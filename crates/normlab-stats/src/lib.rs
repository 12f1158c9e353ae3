//! Statistics primitives for normal-distribution sampling.
//!
//! Everything here is a pure function of a sample slice and, where relevant, a
//! [`TargetNormal`]. The sampling loop in `normlab-core` recomputes these every
//! tick; nothing in this crate holds state between calls.

use serde::Serialize;
use statrs::distribution::{Continuous, ContinuousCDF, Normal, StudentsT};
use statrs::statistics::Statistics;
use thiserror::Error;

// ═══════════════════════════════════════════════════════════════════════════════
// Errors
// ═══════════════════════════════════════════════════════════════════════════════

/// Errors from the statistics layer.
#[derive(Debug, Clone, PartialEq, Error)]
pub enum StatsError {
    #[error("invalid normal parameters: mean={mean}, std_dev={std_dev}")]
    InvalidNormal { mean: f64, std_dev: f64 },
    #[error("insufficient data: need {needed}, got {got}")]
    Insufficient { needed: usize, got: usize },
    #[error("confidence level must lie in (0, 1), got {0}")]
    InvalidLevel(f64),
}

/// Reasons a kernel density estimate cannot be built.
#[derive(Debug, Clone, PartialEq, Error)]
pub enum KdeError {
    #[error("kernel density needs at least 2 samples, got {0}")]
    TooFewSamples(usize),
    #[error("samples have zero spread, bandwidth is singular")]
    SingularBandwidth,
    #[error("sample set contains a non-finite value")]
    NonFinite,
}

// ═══════════════════════════════════════════════════════════════════════════════
// Target distribution
// ═══════════════════════════════════════════════════════════════════════════════

/// The theoretical normal distribution samples are compared against.
///
/// A standard deviation of exactly 0 is accepted and treated as a point mass at
/// the mean: the CDF becomes a unit step and every quantile is the mean.
#[derive(Debug, Clone, Copy, PartialEq, Serialize)]
pub struct TargetNormal {
    mean: f64,
    std_dev: f64,
}

impl TargetNormal {
    pub fn new(mean: f64, std_dev: f64) -> Result<Self, StatsError> {
        if !mean.is_finite() || !std_dev.is_finite() || std_dev < 0.0 {
            return Err(StatsError::InvalidNormal { mean, std_dev });
        }
        Ok(Self { mean, std_dev })
    }

    /// N(0, 1).
    pub fn standard() -> Self {
        Self {
            mean: 0.0,
            std_dev: 1.0,
        }
    }

    pub fn mean(&self) -> f64 {
        self.mean
    }

    pub fn std_dev(&self) -> f64 {
        self.std_dev
    }

    pub fn variance(&self) -> f64 {
        self.std_dev * self.std_dev
    }

    pub fn is_degenerate(&self) -> bool {
        self.std_dev == 0.0
    }

    fn normal(&self) -> Option<Normal> {
        Normal::new(self.mean, self.std_dev).ok()
    }

    /// Density at `x`. `None` for the degenerate point mass, which has no density.
    pub fn pdf(&self, x: f64) -> Option<f64> {
        self.normal().map(|n| n.pdf(x))
    }

    pub fn cdf(&self, x: f64) -> f64 {
        match self.normal() {
            Some(n) => n.cdf(x),
            None if x < self.mean => 0.0,
            None => 1.0,
        }
    }

    /// Left limit F(x-). Equal to [`cdf`](Self::cdf) except at the atom of the
    /// degenerate distribution.
    pub fn cdf_left(&self, x: f64) -> f64 {
        match self.normal() {
            Some(n) => n.cdf(x),
            None if x <= self.mean => 0.0,
            None => 1.0,
        }
    }

    /// Inverse CDF for `p` in (0, 1).
    pub fn quantile(&self, p: f64) -> f64 {
        match self.normal() {
            Some(n) => n.inverse_cdf(p),
            None => self.mean,
        }
    }
}

// ═══════════════════════════════════════════════════════════════════════════════
// Helpers
// ═══════════════════════════════════════════════════════════════════════════════

/// `n` evenly spaced points over `[start, end]`, endpoints included.
pub fn linspace(start: f64, end: f64, n: usize) -> Vec<f64> {
    match n {
        0 => vec![],
        1 => vec![start],
        _ => {
            let step = (end - start) / (n - 1) as f64;
            (0..n)
                .map(|i| if i == n - 1 { end } else { start + step * i as f64 })
                .collect()
        }
    }
}

/// Ascending copy of `samples`.
pub fn sorted(samples: &[f64]) -> Vec<f64> {
    let mut out = samples.to_vec();
    out.sort_by(|a, b| a.total_cmp(b));
    out
}

/// Piecewise-linear interpolation of `(xp, fp)` at `x`, clamped to the end
/// values outside `[xp[0], xp[last]]`. `xp` must be ascending.
pub fn interp(x: f64, xp: &[f64], fp: &[f64]) -> f64 {
    let n = xp.len().min(fp.len());
    if n == 0 {
        return f64::NAN;
    }
    if x <= xp[0] {
        return fp[0];
    }
    if x >= xp[n - 1] {
        return fp[n - 1];
    }
    // First index with xp[i] > x; guaranteed in 1..n by the clamps above.
    let hi = xp[..n].partition_point(|&v| v <= x);
    let lo = hi - 1;
    let span = xp[hi] - xp[lo];
    if span == 0.0 {
        return fp[hi];
    }
    fp[lo] + (fp[hi] - fp[lo]) * (x - xp[lo]) / span
}

/// Filliben's estimate of uniform order statistic medians, the plotting
/// positions used for normal probability plots.
pub fn order_statistic_medians(n: usize) -> Vec<f64> {
    match n {
        0 => vec![],
        1 => vec![0.5],
        _ => {
            let last = 0.5f64.powf(1.0 / n as f64);
            let nf = n as f64;
            (1..=n)
                .map(|i| {
                    if i == 1 {
                        1.0 - last
                    } else if i == n {
                        last
                    } else {
                        (i as f64 - 0.3175) / (nf + 0.365)
                    }
                })
                .collect()
        }
    }
}

// ═══════════════════════════════════════════════════════════════════════════════
// Descriptive statistics
// ═══════════════════════════════════════════════════════════════════════════════

/// Moments and extremes of a sample set.
#[derive(Debug, Clone, Copy, PartialEq, Serialize)]
pub struct Descriptive {
    pub n: usize,
    pub mean: f64,
    /// Unbiased (n - 1) variance.
    pub variance: f64,
    pub std_dev: f64,
    pub min: f64,
    pub max: f64,
    /// Mean of x^2 (average power).
    pub mean_square: f64,
    /// Largest x^2 (peak power).
    pub peak_square: f64,
}

/// Describe a sample set. Needs at least two samples for the unbiased variance.
pub fn describe(samples: &[f64]) -> Result<Descriptive, StatsError> {
    let n = samples.len();
    if n < 2 {
        return Err(StatsError::Insufficient { needed: 2, got: n });
    }
    let variance = samples.iter().variance();
    Ok(Descriptive {
        n,
        mean: samples.iter().mean(),
        variance,
        std_dev: variance.sqrt(),
        min: Statistics::min(samples.iter()),
        max: Statistics::max(samples.iter()),
        mean_square: samples.iter().map(|x| x * x).mean(),
        peak_square: Statistics::max(samples.iter().map(|x| x * x)),
    })
}

/// `20 * log10(|mean| / std)`. Positive infinity when `std` is 0.
pub fn snr_db(mean: f64, std_dev: f64) -> f64 {
    if std_dev > 0.0 {
        20.0 * (mean.abs() / std_dev).log10()
    } else {
        f64::INFINITY
    }
}

/// `10 * log10(peak / average)`. Positive infinity when the average power is 0.
pub fn papr_db(peak_square: f64, mean_square: f64) -> f64 {
    if mean_square > 0.0 {
        10.0 * (peak_square / mean_square).log10()
    } else {
        f64::INFINITY
    }
}

// ═══════════════════════════════════════════════════════════════════════════════
// Goodness of fit
// ═══════════════════════════════════════════════════════════════════════════════

/// One-sample Kolmogorov-Smirnov result.
#[derive(Debug, Clone, Copy, PartialEq, Serialize)]
pub struct KsResult {
    pub n: usize,
    /// D = sup |F_n(x) - F(x)|.
    pub statistic: f64,
    pub p_value: f64,
}

/// Two-sided one-sample KS test of `samples` against `target`.
pub fn ks_test(samples: &[f64], target: &TargetNormal) -> Result<KsResult, StatsError> {
    let n = samples.len();
    if n == 0 {
        return Err(StatsError::Insufficient { needed: 1, got: 0 });
    }
    let nf = n as f64;
    let mut d_max = 0.0f64;
    for (i, &x) in sorted(samples).iter().enumerate() {
        let d_plus = (i + 1) as f64 / nf - target.cdf(x);
        let d_minus = target.cdf_left(x) - i as f64 / nf;
        d_max = d_max.max(d_plus).max(d_minus);
    }
    Ok(KsResult {
        n,
        statistic: d_max,
        p_value: kolmogorov_p_value(d_max, n),
    })
}

/// Asymptotic Kolmogorov p-value with Stephens' small-sample correction.
pub fn kolmogorov_p_value(d: f64, n: usize) -> f64 {
    if n == 0 {
        return 1.0;
    }
    let sqrt_n = (n as f64).sqrt();
    let lambda = (sqrt_n + 0.12 + 0.11 / sqrt_n) * d;
    // Below this the alternating series has not converged and Q(lambda) is 1
    // to double precision anyway.
    if lambda < 0.2 {
        return 1.0;
    }
    let mut p = 0.0;
    for k in 1..=100i32 {
        let sign = if k % 2 == 0 { -1.0 } else { 1.0 };
        p += sign * (-2.0 * (k as f64 * lambda).powi(2)).exp();
    }
    (2.0 * p).clamp(0.0, 1.0)
}

/// Qualitative fit of the empirical distribution, judged from the KS statistic.
#[derive(Debug, Clone, Copy, PartialEq, Eq, Serialize)]
pub enum Convergence {
    Poor,
    Fair,
    Good,
}

impl Convergence {
    pub fn from_ks_statistic(d: f64) -> Self {
        if d > 0.1 {
            Self::Poor
        } else if d > 0.05 {
            Self::Fair
        } else {
            Self::Good
        }
    }
}

impl std::fmt::Display for Convergence {
    fn fmt(&self, f: &mut std::fmt::Formatter<'_>) -> std::fmt::Result {
        match self {
            Self::Poor => write!(f, "Poor"),
            Self::Fair => write!(f, "Fair"),
            Self::Good => write!(f, "Good"),
        }
    }
}

// ═══════════════════════════════════════════════════════════════════════════════
// Kernel density estimate
// ═══════════════════════════════════════════════════════════════════════════════

/// Gaussian kernel density estimate with Scott's-rule bandwidth.
#[derive(Debug, Clone)]
pub struct GaussianKde {
    points: Vec<f64>,
    bandwidth: f64,
}

impl GaussianKde {
    /// Fit to `samples`. Fails for fewer than two points, non-finite values, or
    /// a sample set with no spread.
    pub fn fit(samples: &[f64]) -> Result<Self, KdeError> {
        let n = samples.len();
        if n < 2 {
            return Err(KdeError::TooFewSamples(n));
        }
        if samples.iter().any(|x| !x.is_finite()) {
            return Err(KdeError::NonFinite);
        }
        let std_dev = samples.iter().std_dev();
        let bandwidth = std_dev * (n as f64).powf(-0.2);
        if !(bandwidth > 0.0) || !bandwidth.is_finite() {
            return Err(KdeError::SingularBandwidth);
        }
        Ok(Self {
            points: samples.to_vec(),
            bandwidth,
        })
    }

    pub fn bandwidth(&self) -> f64 {
        self.bandwidth
    }

    pub fn evaluate(&self, x: f64) -> f64 {
        let h = self.bandwidth;
        let norm = 1.0 / (self.points.len() as f64 * h * (2.0 * std::f64::consts::PI).sqrt());
        let sum: f64 = self
            .points
            .iter()
            .map(|&p| {
                let z = (x - p) / h;
                (-0.5 * z * z).exp()
            })
            .sum();
        norm * sum
    }

    pub fn evaluate_many(&self, xs: &[f64]) -> Vec<f64> {
        xs.iter().map(|&x| self.evaluate(x)).collect()
    }
}

// ═══════════════════════════════════════════════════════════════════════════════
// Correlation and intervals
// ═══════════════════════════════════════════════════════════════════════════════

/// Pearson correlation coefficient. `None` for mismatched lengths, fewer than
/// two pairs, or a constant series.
pub fn pearson(x: &[f64], y: &[f64]) -> Option<f64> {
    if x.len() != y.len() || x.len() < 2 {
        return None;
    }
    let sx = x.iter().std_dev();
    let sy = y.iter().std_dev();
    if !(sx > 0.0 && sy > 0.0) {
        return None;
    }
    let r = x.iter().covariance(y.iter()) / (sx * sy);
    Some(r.clamp(-1.0, 1.0))
}

/// Least-squares line `y = slope * x + intercept`. `None` when `x` has no
/// spread or the lengths disagree.
pub fn linear_fit(x: &[f64], y: &[f64]) -> Option<(f64, f64)> {
    if x.len() != y.len() || x.len() < 2 {
        return None;
    }
    let var_x = x.iter().variance();
    if !(var_x > 0.0) {
        return None;
    }
    let slope = x.iter().covariance(y.iter()) / var_x;
    let intercept = y.iter().mean() - slope * x.iter().mean();
    Some((slope, intercept))
}

/// Two-sided Student-t confidence interval for a mean.
#[derive(Debug, Clone, Copy, PartialEq, Serialize)]
pub struct ConfidenceInterval {
    pub level: f64,
    pub lower: f64,
    pub upper: f64,
    pub margin: f64,
}

pub fn mean_confidence_interval(
    desc: &Descriptive,
    level: f64,
) -> Result<ConfidenceInterval, StatsError> {
    if !(level > 0.0 && level < 1.0) {
        return Err(StatsError::InvalidLevel(level));
    }
    if desc.n < 2 {
        return Err(StatsError::Insufficient {
            needed: 2,
            got: desc.n,
        });
    }
    let t = StudentsT::new(0.0, 1.0, (desc.n - 1) as f64).map_err(|_| {
        StatsError::Insufficient {
            needed: 2,
            got: desc.n,
        }
    })?;
    let alpha = 1.0 - level;
    let t_critical = t.inverse_cdf(1.0 - alpha / 2.0);
    let margin = t_critical * desc.std_dev / (desc.n as f64).sqrt();
    Ok(ConfidenceInterval {
        level,
        lower: desc.mean - margin,
        upper: desc.mean + margin,
        margin,
    })
}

> What is being asked
Show all lines in the records above that hold "series".

> Written answer
    // Below this the alternating series has not converged and Q(lambda) is 1
/// two pairs, or a constant series.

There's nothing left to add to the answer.